Posted: 26 Aug 2011, 11:30
by Serenity
Journal Entry 6: Religious Cult or Delusional Fans?
If what my grandparents taught me is true then they along with father are on the other side. It seems here that there is a religious cult of some sort, for there is whispers of a place called the “Shadow Realm” but I have only heard this in passing while at local hangouts and only ever during the late hours of the night.
That aside I have found myself doing research on this subject and have only found one source that I believe is the result of this religious cult that has taken hold on this city. Though I am unsure why grown adults would choose to believe in a place that has came from an Anime, Game and Manga known as Yu-Gi-Oh. The very thought why a children’s show (in most ways) would start a cult in such an extreme.
I will point out that the Shadow Realm was created for the English (in which case I believe it is simply an American and Canadian censorship) to not show the death of characters within the Japanese version in which actual death appeared.
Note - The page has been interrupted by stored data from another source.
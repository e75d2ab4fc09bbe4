use serde::{Deserialize, Serialize};
use std::path::PathBuf;

use crate::geometry::HIT_MARGIN;
use crate::shape::{DEFAULT_STROKE_WIDTH, ShapeKind};

/// Editor settings, persisted between runs by eframe.
#[derive(Debug, Clone, PartialEq, Serialize, Deserialize)]
#[serde(default)] // if we add new fields, give them default values when deserializing old state
pub struct EditorConfig {
    /// Pick tolerance around shapes, in device pixels
    pub hit_margin: f32,
    /// Stroke width given to new shapes
    pub stroke_width: u32,
    /// Shape kind selected at startup
    pub initial_shape: ShapeKind,
    /// Where "Export" writes the drawing summary
    pub export_path: PathBuf,
    /// Image shown beneath the drawing
    pub background_path: Option<PathBuf>,
}

impl Default for EditorConfig {
    fn default() -> Self {
        Self {
            hit_margin: HIT_MARGIN,
            stroke_width: DEFAULT_STROKE_WIDTH,
            initial_shape: ShapeKind::Line,
            export_path: PathBuf::from("drawing.txt"),
            background_path: None,
        }
    }
}
//! Shell 执行工具
//!
//! 通过 sh -c / cmd /C 运行命令，带硬超时；stdout 与 stderr 分开捕获，
//! stderr 以 [stderr] 标记拼接，非零退出码以 [exit code: N] 前缀标注。

use async_trait::async_trait;
use serde_json::Value;
use tokio::process::Command;

use crate::tools::{Tool, ToolResult};

/// 标题里命令的最大展示长度（字符）
const TITLE_COMMAND_CHARS: usize = 50;

/// Bash 工具：执行 shell 命令，超时是软失败而非崩溃
pub struct BashTool {
    timeout_secs: u64,
}

impl BashTool {
    pub fn new(timeout_secs: u64) -> Self {
        Self { timeout_secs }
    }

    fn title(command: &str, description: &str) -> String {
        if !description.is_empty() {
            description.to_string()
        } else {
            let short: String = command.chars().take(TITLE_COMMAND_CHARS).collect();
            format!("bash: {}...", short)
        }
    }
}

#[async_trait]
impl Tool for BashTool {
    fn name(&self) -> &str {
        "bash"
    }

    fn description(&self) -> &str {
        "Execute a shell command and return its output. Use this to run git, npm, python, and other shell commands."
    }

    fn parameters_schema(&self) -> Value {
        serde_json::json!({
            "type": "object",
            "properties": {
                "command": {
                    "type": "string",
                    "description": "The shell command to execute"
                },
                "description": {
                    "type": "string",
                    "description": "Description of what this command does"
                }
            },
            "required": ["command"]
        })
    }

    async fn execute(&self, args: Value) -> ToolResult {
        let command = match args.get("command").and_then(|v| v.as_str()) {
            Some(c) => c,
            None => return ToolResult::fail("bash", "Error: Missing required parameter: command"),
        };
        let description = args
            .get("description")
            .and_then(|v| v.as_str())
            .unwrap_or("");
        let title = Self::title(command, description);

        tracing::info!(command = %command, "bash tool execute");

        let mut cmd = if cfg!(target_os = "windows") {
            let mut c = Command::new("cmd");
            c.args(["/C", command]);
            c
        } else {
            let mut c = Command::new("sh");
            c.args(["-c", command]);
            c
        };

        let output = match tokio::time::timeout(
            std::time::Duration::from_secs(self.timeout_secs),
            cmd.output(),
        )
        .await
        {
            Ok(Ok(o)) => o,
            Ok(Err(e)) => return ToolResult::fail(title, format!("Error: {}", e)),
            Err(_) => {
                return ToolResult::fail(
                    title,
                    format!("Error: Command timed out after {} seconds", self.timeout_secs),
                );
            }
        };

        let stdout = String::from_utf8_lossy(&output.stdout).to_string();
        let stderr = String::from_utf8_lossy(&output.stderr).to_string();

        let mut text = stdout;
        if !stderr.is_empty() {
            text.push_str(&format!("\n[stderr] {}", stderr));
        }
        if !output.status.success() {
            let code = output.status.code().unwrap_or(-1);
            text = format!("[exit code: {}]\n{}", code, text);
            return ToolResult::fail(title, text);
        }

        ToolResult::ok(title, text)
    }
}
It is my belief that this is where the people in this city have held tight to this belief. Instead of believing that once the body has died it is gone they wish to believe that the body can in some way come back to the living world. In which case I could find a way to speak to those I have lost, however, I sadly fear because they did not believe in this Shadow Realm that they are lost to me in this. I will have to do further research on this matter to know for sure.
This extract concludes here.